Congo woman saves young mothers from unpaid maternity bills
2 June, 2023, 3:06 pm
By Paul Lorgerie
KINSHASA (Reuters) – Three weeks after giving birth to twins, 16-year-old Annaelle felt like a hostage: the hospital would not let her leave until she’d paid her medical bills, but she had no money.
Her mother was doing shifts there as a cleaner to stump up the cash.
Then a woman Annaelle had never met called Grace Mbongi Umek entered the maternity ward at Bethesda clinic in Congo’s capital Kinshasa and handed doctors a wad of bank notes – $130 to cover Annaelle’s caesarean section, and more for two other women who had also been forced to stay.
Like most countries in sub-Saharan Africa, Democratic Republic of Congo has no universal health coverage, and most cannot afford what limited care there is. Hospitals, also cash-strapped, are forced to make patients stay until they have paid in full.
Some stay weeks in already overstretched facilities while relatives scramble for solutions.
“I want it to stop,” said Umek, a businesswoman who owns shares in several security companies and in 2017 set up a foundation to help mothers with unpaid medical bills.
The mother of four, who first heard about the problem during an encounter with a United Nations official, said she donates up to $3,500 a month.
“I want women in my country to give birth in good conditions and not be held hostage because they cannot pay.”
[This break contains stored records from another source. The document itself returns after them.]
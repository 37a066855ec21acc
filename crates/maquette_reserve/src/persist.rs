//! Persistent string maps backing the two store scopes.

use std::fs;
use std::path::PathBuf;

use rustc_hash::FxHashMap;

/// Key under which a store named `name` is persisted.
pub fn storage_key(name: &str) -> String {
    format!("maquette:{name}")
}

/// Minimal key/value persistence a store scope writes through to.
///
/// Writes are fire-and-forget. Implementations log failures instead of
/// surfacing them; the in-memory mirror stays authoritative either way.
pub trait PersistentMap {
    fn get_item(&self, key: &str) -> Option<String>;
    fn set_item(&mut self, key: &str, value: &str);
}

/// Map that lives and dies with the process.
///
/// The usual backing for session scope, and for both scopes in tests and
/// headless runs.
#[derive(Debug, Default)]
pub struct MemoryMap {
    entries: FxHashMap<String, String>,
}

impl MemoryMap {
    pub fn new() -> Self {
        Self::default()
    }

    pub fn len(&self) -> usize {
        self.entries.len()
    }

    pub fn is_empty(&self) -> bool {
        self.entries.is_empty()
    }
}

impl PersistentMap for MemoryMap {
    fn get_item(&self, key: &str) -> Option<String> {
        self.entries.get(key).cloned()
    }

    fn set_item(&mut self, key: &str, value: &str) {
        self.entries.insert(key.to_string(), value.to_string());
    }
}

/// Map persisted as one file per key under a directory.
#[derive(Debug)]
pub struct DiskMap {
    dir: PathBuf,
}

impl DiskMap {
    pub fn new(dir: impl Into<PathBuf>) -> Self {
        DiskMap { dir: dir.into() }
    }

    fn path_for(&self, key: &str) -> PathBuf {
        // Keys may carry separators; flatten them into a safe file name.
        let file: String = key
            .chars()
            .map(|c| if c.is_ascii_alphanumeric() || c == '-' || c == '_' || c == '.' { c } else { '-' })
            .collect();
        self.dir.join(format!("{file}.json"))
    }
}

impl PersistentMap for DiskMap {
    fn get_item(&self, key: &str) -> Option<String> {
        fs::read_to_string(self.path_for(key)).ok()
    }

    fn set_item(&mut self, key: &str, value: &str) {
        if let Err(err) = fs::create_dir_all(&self.dir) {
            tracing::warn!(dir = %self.dir.display(), %err, "cannot create persistence directory");
            return;
        }
        let path = self.path_for(key);
        if let Err(err) = fs::write(&path, value) {
            tracing::warn!(path = %path.display(), %err, "cannot persist store");
        }
    }
}

#[cfg(test)]
mod tests {
    use super::*;

    #[test]
    fn test_storage_key_prefix() {
        assert_eq!(storage_key("user"), "maquette:user");
    }

    #[test]
    fn test_memory_map_round_trip() {
        let mut map = MemoryMap::new();
        assert_eq!(map.get_item("maquette:user"), None);
        map.set_item("maquette:user", "{}");
        assert_eq!(map.get_item("maquette:user").as_deref(), Some("{}"));
        assert_eq!(map.len(), 1);
    }

    #[test]
    fn test_disk_map_round_trip() {
        let dir = std::env::temp_dir().join(format!("maquette-disk-map-{}", std::process::id()));
        let _ = fs::remove_dir_all(&dir);

        let mut map = DiskMap::new(&dir);
        assert_eq!(map.get_item("maquette:user"), None);
        map.set_item("maquette:user", r#"{"name":"Ada"}"#);

        let reopened = DiskMap::new(&dir);
        assert_eq!(reopened.get_item("maquette:user").as_deref(), Some(r#"{"name":"Ada"}"#));

        let _ = fs::remove_dir_all(&dir);
    }
}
President Felix Tshisekedi’s government is ratifying a law to make health services free for the vulnerable.
But the minimum of $40 required to give birth in a health facility is steep in a country where according to the World Bank over 60% of the population lives on less than $2.15 a day.
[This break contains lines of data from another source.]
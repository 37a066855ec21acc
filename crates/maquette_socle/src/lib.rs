//! Socle - shared foundation for the Maquette component runtime.
//!
//! # Name Origin
//!
//! A "socle" is the plinth a maquette stands on. Every other crate in the
//! workspace rests on the types defined here: the dynamic prop [`Value`]
//! tree, the cycle-safe canonical [`snapshot`] writer used for change
//! detection, the instance [`Identity`] tokens, and the child slot
//! [`marker`] format shared by the template parser and the presentation
//! surface.
//!
//! # Example
//!
//! ```
//! use maquette_socle::{snapshot, IdentityMint, IdentityStrategy, Value};
//!
//! let props = Value::Map(
//!     [("label".into(), Value::from("Save"))].into_iter().collect(),
//! );
//! let text = snapshot::value_text(&props);
//! assert_eq!(text, r#"{"label":"Save"}"#);
//!
//! let mint = IdentityMint::new(IdentityStrategy::Digest);
//! let identity = mint.issue_stamped("Button", &text, 0);
//! assert_eq!(identity.as_str().len(), 16);
//! ```

pub mod hash;
pub mod identity;
pub mod marker;
pub mod snapshot;
pub mod value;

pub use hash::content_hash;
pub use identity::{Identity, IdentityMint, IdentityStrategy};
pub use marker::slot_marker;
pub use value::{SharedValue, Value, ValueMap};

// Re-export compact_str::CompactString for convenience
pub use compact_str::CompactString;

// Re-export rustc-hash for fast hash maps/sets
pub use rustc_hash::{FxHashMap, FxHashSet};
Bethesda’s head doctor Emmanuel Mpumpa, whose sister died in labour a few years ago because she could not afford hospital care, said keeping patients in was regrettable but necessary.
“Bills ensure the facility’s operations, pay for salaries and supplies,” he said.
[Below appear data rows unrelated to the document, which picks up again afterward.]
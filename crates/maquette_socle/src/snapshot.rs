//! Cycle-safe canonical text for prop values.
//!
//! Change detection compares the canonical text of an instance's state
//! before and after a mutation. The writer emits compact JSON and keeps a
//! set of visited shared cells for the duration of one pass: a cell seen a
//! second time is omitted from objects and written as `null` in lists, so
//! self-referential props serialize without recursing forever. The price is
//! a lossy equality, since two passes that revisit differently-shaped cells
//! can still produce identical text.

use std::fmt::Write as _;

use rustc_hash::FxHashSet;

use crate::value::{Value, ValueMap};

/// Canonical text of a single value, with a fresh visited set.
pub fn value_text(value: &Value) -> String {
    let mut out = String::new();
    let mut visited = FxHashSet::default();
    write_value(&mut out, value, &mut visited);
    out
}

/// Append the canonical text of `value`, tracking visited shared cells.
pub fn write_value(out: &mut String, value: &Value, visited: &mut FxHashSet<usize>) {
    match value {
        Value::Null => out.push_str("null"),
        Value::Bool(flag) => out.push_str(if *flag { "true" } else { "false" }),
        Value::Int(n) => {
            let _ = write!(out, "{n}");
        }
        Value::Float(f) => {
            if f.is_finite() {
                let _ = write!(out, "{f}");
            } else {
                out.push_str("null");
            }
        }
        Value::Str(s) => write_escaped(out, s),
        Value::List(items) => {
            out.push('[');
            for (index, item) in items.iter().enumerate() {
                if index > 0 {
                    out.push(',');
                }
                write_value(out, item, visited);
            }
            out.push(']');
        }
        Value::Map(entries) => write_map(out, entries, visited),
        Value::Shared(cell) => {
            if visited.insert(cell.ptr_key()) {
                write_value(out, &cell.borrow(), visited);
            } else {
                out.push_str("null");
            }
        }
    }
}

/// Append an object body, omitting entries whose cell was already visited.
pub fn write_map(out: &mut String, entries: &ValueMap, visited: &mut FxHashSet<usize>) {
    out.push('{');
    let mut first = true;
    for (key, entry) in entries {
        if revisits(entry, visited) {
            continue;
        }
        if !first {
            out.push(',');
        }
        first = false;
        write_escaped(out, key);
        out.push(':');
        write_value(out, entry, visited);
    }
    out.push('}');
}

fn revisits(value: &Value, visited: &FxHashSet<usize>) -> bool {
    matches!(value, Value::Shared(cell) if visited.contains(&cell.ptr_key()))
}

/// Append `text` as a JSON string literal.
pub fn write_escaped(out: &mut String, text: &str) {
    out.push('"');
    for c in text.chars() {
        match c {
            '"' => out.push_str("\\\""),
            '\\' => out.push_str("\\\\"),
            '\n' => out.push_str("\\n"),
            '\r' => out.push_str("\\r"),
            '\t' => out.push_str("\\t"),
            c if (c as u32) < 0x20 => {
                let _ = write!(out, "\\u{:04x}", c as u32);
            }
            c => out.push(c),
        }
    }
    out.push('"');
}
Annaelle had become accustomed to staring at the hospital ceiling as her healthy girls dosed by her side in matching red beanies. Two other young women in the room were in the same situation.
“We bought a few of the prescribed medicines but could not afford the doctors and hospital,” said Annaelle’s mother, Yvette Kalongo.
When Umek paid, the ordeal was over. The young mothers uttered their thanks, wrapped their babies in blankets and made their way home through the neighbourhood bustle.